Public engineering institute in India

Institute of Technology, Guru Ghasidas Vishwavidyalaya (ITGGV) or ITGGU, is a public engineering institute located in Bilaspur, Chhattisgarh, India. It was established in 1997 as part of Guru Ghasidas University. It has eight departments. Currently, the students are admitted in Bachelor of Technology through JEE-main.

== Academics ==
The academic year is organised around the semester. The examination procedure consists of two class test, one mid-semester and an end-semester. IT-GGU follows a 10-point CGPA scale. According to decision of academic council of university, student are able to see the checked answer sheets of the main exam.

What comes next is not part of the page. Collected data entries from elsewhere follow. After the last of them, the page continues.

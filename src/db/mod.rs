mod connection;
mod helpers;
mod migrations;
mod repositories;

pub use connection::Database;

IT-GGV offers Bachelor of Technology (BTech) in various fields. The courses are based on a four-year, eight-semesters schedule. The first year of the curriculum has common courses from various departments. At the end of the first year, an option to change departments is given to students on the basis of their performance in the first two semesters.
The admission to these programs is done through national level Joint Entrance Examination (Main).

IT-GGV also offers Master of Technology (MTech) in various fields. The admission to these programs are carried out mainly based on Graduate Aptitude Test in Engineering (GATE). The institute also offers a PhD degrees.

The institute have eight departments that are Computer Science and Engineering, Information Technology, Artificial intelligence and Data science, Industrial and Production Engineering, Electronics and Communication Engineering, Mechanical Engineering, Chemical Engineering, and Civil Engineering.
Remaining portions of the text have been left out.